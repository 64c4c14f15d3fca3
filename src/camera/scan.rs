//! V4L2 device discovery and classification.
//!
//! CSI sensors are found through `/dev/v4l-subdevN` plus the sysfs-exposed
//! sensor name; capture nodes come from `/dev/videoN` capability queries.
//! ISP pipeline nodes are filtered out by name, USB devices are grouped by
//! bus so multi-node cameras contribute a single entry, and thermal imagers
//! are recognized heuristically.

use std::collections::HashSet;
use std::path::Path;

use once_cell::sync::Lazy;
use tracing::{debug, info};

use super::{CameraInfo, CameraPriority, CameraType, Resolution, SensorModel};

/// Thermal Cam Co. vendor id.
const THERMAL_VENDOR_ID: u32 = 0x3474;

struct CsiSensorMatch {
    pattern: &'static str,
    sensor: SensorModel,
    priority: CameraPriority,
    quality: u8,
}

static CSI_SENSORS: Lazy<Vec<CsiSensorMatch>> = Lazy::new(|| {
    vec![
        CsiSensorMatch {
            pattern: "imx415",
            sensor: SensorModel::Imx415,
            priority: CameraPriority::High,
            quality: 95,
        },
        CsiSensorMatch {
            pattern: "imx307",
            sensor: SensorModel::Imx307,
            priority: CameraPriority::High,
            quality: 90,
        },
        CsiSensorMatch {
            pattern: "gc4663",
            sensor: SensorModel::Gc4663,
            priority: CameraPriority::Medium,
            quality: 75,
        },
    ]
});

/// ISP pipeline node prefixes that look like video devices but are not
/// cameras.
const ISP_NODE_PATTERNS: &[&str] = &[
    "rkisp_mainpath",
    "rkisp_selfpath",
    "rkisp_rawwr",
    "rkisp_rawrd",
    "rkisp-statistics",
    "rkisp-input-params",
    "rkisp-mipi-luma",
    "rkispp_",
    "rkispp-stats",
    "rkispp-input",
    "rkispp-scale",
    "rkispp-m_bypass",
    "rkispp-iqtool",
];

/// Subdev sensor names accepted as CSI cameras.
const CSI_SUBDEV_PATTERNS: &[&str] = &["imx307", "imx415", "gc4663", "imx219", "ov5647", "ov4689"];

pub fn is_isp_pipeline_node(name: &str) -> bool {
    ISP_NODE_PATTERNS.iter().any(|p| name.contains(p))
}

/// Classify a sensor by its driver/card strings.
pub fn match_csi_sensor(driver: &str, card: &str) -> (SensorModel, CameraPriority, u8) {
    for m in CSI_SENSORS.iter() {
        if driver.contains(m.pattern) || card.contains(m.pattern) {
            return (m.sensor, m.priority, m.quality);
        }
    }
    (SensorModel::Unknown, CameraPriority::Fallback, 50)
}

/// Thermal imagers announce themselves inconsistently; match on vendor id,
/// name fragments, or suspiciously short generic card names.
pub fn looks_thermal(card: &str, driver: &str, bus_info: &str, vendor_id: u32) -> bool {
    card.to_ascii_lowercase().contains("thermal")
        || driver.to_ascii_lowercase().contains("thermal")
        || bus_info.contains("3474")
        || vendor_id == THERMAL_VENDOR_ID
        || (card.contains("Camera") && card.len() <= 15)
}

/// Produces the classified device table. The real implementation walks
/// sysfs and V4L2; tests supply canned tables.
pub trait DeviceScanner {
    fn scan(&self) -> Vec<CameraInfo>;
}

/// Scanner backed by /dev and /sys on the target.
#[derive(Default)]
pub struct V4lScanner;

impl DeviceScanner for V4lScanner {
    fn scan(&self) -> Vec<CameraInfo> {
        let mut cameras = scan_csi_subdevs();
        cameras.extend(scan_video_nodes());
        cameras
    }
}

fn scan_csi_subdevs() -> Vec<CameraInfo> {
    let mut found = Vec::new();

    for i in 0..20 {
        let subdev = format!("/dev/v4l-subdev{i}");
        if !Path::new(&subdev).exists() {
            continue;
        }
        let name_path = format!("/sys/class/video4linux/v4l-subdev{i}/name");
        let Ok(raw_name) = std::fs::read_to_string(&name_path) else {
            continue;
        };
        let sensor_name = raw_name.trim();
        if !CSI_SUBDEV_PATTERNS.iter().any(|p| sensor_name.contains(p)) {
            continue;
        }

        let (sensor, _, _) = match_csi_sensor(sensor_name, sensor_name);
        let mut cam = CameraInfo {
            camera_type: CameraType::Csi,
            sensor,
            name: sensor_name.to_string(),
            // CSI sensors are consumed through the main ISP output node.
            device_path: "/dev/video0".to_string(),
            driver_name: sensor_name.to_string(),
            bus_info: format!("csi-subdev{i}"),
            device_id: 0,
            vendor_id: 0,
            product_id: 0,
            is_available: true,
            supports_streaming: true,
            // Subdev-announced sensors ride the main ISP path.
            priority: CameraPriority::High,
            quality_score: 90,
            resolutions: Vec::new(),
        };
        if cam.sensor == SensorModel::Imx307 {
            cam.resolutions = vec![
                Resolution {
                    width: 1920,
                    height: 1080,
                    fps: 30,
                },
                Resolution {
                    width: 1945,
                    height: 1097,
                    fps: 60,
                },
            ];
        }
        info!(sensor = %cam.name, subdev = %subdev, "CSI camera detected");
        found.push(cam);
    }

    if found.is_empty() {
        debug!("no CSI camera sensors found in subdevices");
    }
    found
}

fn scan_video_nodes() -> Vec<CameraInfo> {
    let mut nodes = Vec::new();

    let Ok(entries) = std::fs::read_dir("/dev") else {
        return nodes;
    };
    for entry in entries.flatten() {
        let file_name = entry.file_name();
        let name = file_name.to_string_lossy();
        let Some(id_str) = name.strip_prefix("video") else {
            continue;
        };
        let Ok(device_id) = id_str.parse::<u32>() else {
            continue;
        };
        let path = format!("/dev/{name}");
        if let Some(info) = probe_video_node(&path, device_id) {
            nodes.push(info);
        }
    }

    dedup_by_bus(nodes)
}

fn probe_video_node(path: &str, device_id: u32) -> Option<CameraInfo> {
    let device = v4l::Device::with_path(path).ok()?;
    let caps = device.query_caps().ok()?;

    if is_isp_pipeline_node(&caps.card) {
        return None;
    }

    let supports_streaming = caps
        .capabilities
        .contains(v4l::capability::Flags::STREAMING);

    let mut info = CameraInfo {
        camera_type: CameraType::Fake,
        sensor: SensorModel::Unknown,
        name: caps.card.clone(),
        device_path: path.to_string(),
        driver_name: caps.driver.clone(),
        bus_info: caps.bus.clone(),
        device_id,
        vendor_id: 0,
        product_id: 0,
        is_available: true,
        supports_streaming,
        priority: CameraPriority::Fallback,
        quality_score: 0,
        resolutions: Vec::new(),
    };

    if caps.bus.contains("usb") {
        info.camera_type = CameraType::Usb;
        info.sensor = SensorModel::UvcGeneric;
        info.priority = CameraPriority::Low;
        info.quality_score = 60;
        let (vendor, product) = read_usb_ids(&caps.bus);
        info.vendor_id = vendor;
        info.product_id = product;

        if looks_thermal(&caps.card, &caps.driver, &caps.bus, vendor) {
            info.camera_type = CameraType::Thermal;
            info.sensor = SensorModel::Thermal;
            info.priority = CameraPriority::Medium;
            info.quality_score = 75;
            debug!(card = %caps.card, "classified as thermal camera");
        }
    } else if caps.bus.contains("platform") {
        info.camera_type = CameraType::Csi;
        let (sensor, priority, quality) = match_csi_sensor(&caps.driver, &caps.card);
        info.sensor = sensor;
        info.priority = priority;
        info.quality_score = quality;
    } else {
        return None;
    }

    info.resolutions = enum_resolutions(&device);
    debug!(
        card = %info.name,
        path = %info.device_path,
        resolutions = info.resolutions.len(),
        "video node probed"
    );
    Some(info)
}

/// Extract "1-3" from bus_info like "usb-ffe00000.usb-1.3" and read the
/// vendor/product ids from sysfs.
fn read_usb_ids(bus_info: &str) -> (u32, u32) {
    let Some(usb_part) = bus_info.split("usb-").last() else {
        return (0, 0);
    };
    let Some(device) = usb_part.rsplit('-').next() else {
        return (0, 0);
    };

    let read_hex = |file: &str| -> u32 {
        std::fs::read_to_string(format!("/sys/bus/usb/devices/{device}/{file}"))
            .ok()
            .and_then(|s| u32::from_str_radix(s.trim(), 16).ok())
            .unwrap_or(0)
    };
    (read_hex("idVendor"), read_hex("idProduct"))
}

fn enum_resolutions(device: &v4l::Device) -> Vec<Resolution> {
    use v4l::video::Capture;

    // Different cameras expose sizes only for their native format; try the
    // common ones until any format yields discrete sizes.
    let formats: [&[u8; 4]; 5] = [b"YUYV", b"MJPG", b"RGB3", b"GREY", b"Y16 "];
    for fourcc in formats {
        let Ok(sizes) = device.enum_framesizes(v4l::FourCC::new(fourcc)) else {
            continue;
        };
        let mut resolutions = Vec::new();
        for size in sizes {
            if resolutions.len() >= super::MAX_SUPPORTED_RESOLUTIONS {
                break;
            }
            if let v4l::framesize::FrameSizeEnum::Discrete(discrete) = size.size {
                resolutions.push(Resolution {
                    width: discrete.width,
                    height: discrete.height,
                    fps: 30,
                });
            }
        }
        if !resolutions.is_empty() {
            return resolutions;
        }
    }
    Vec::new()
}

/// Multi-node USB cameras show up as several /dev/videoN entries sharing a
/// bus_info. Keep the node with the most resolutions, then the lowest node
/// number.
fn dedup_by_bus(mut nodes: Vec<CameraInfo>) -> Vec<CameraInfo> {
    let mut kept: Vec<CameraInfo> = Vec::new();
    let mut seen: HashSet<String> = HashSet::new();

    nodes.sort_by(|a, b| {
        b.resolutions
            .len()
            .cmp(&a.resolutions.len())
            .then(a.device_id.cmp(&b.device_id))
    });

    for node in nodes {
        if node.bus_info.is_empty() || seen.insert(node.bus_info.clone()) {
            kept.push(node);
        }
    }
    kept.sort_by_key(|n| n.device_id);
    kept
}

*Problem to work on*: Look over the listing. Pull out every line with the string "static" in it.

*Your response*:
    pattern: &'static str,
static CSI_SENSORS: Lazy<Vec<CsiSensorMatch>> = Lazy::new(|| {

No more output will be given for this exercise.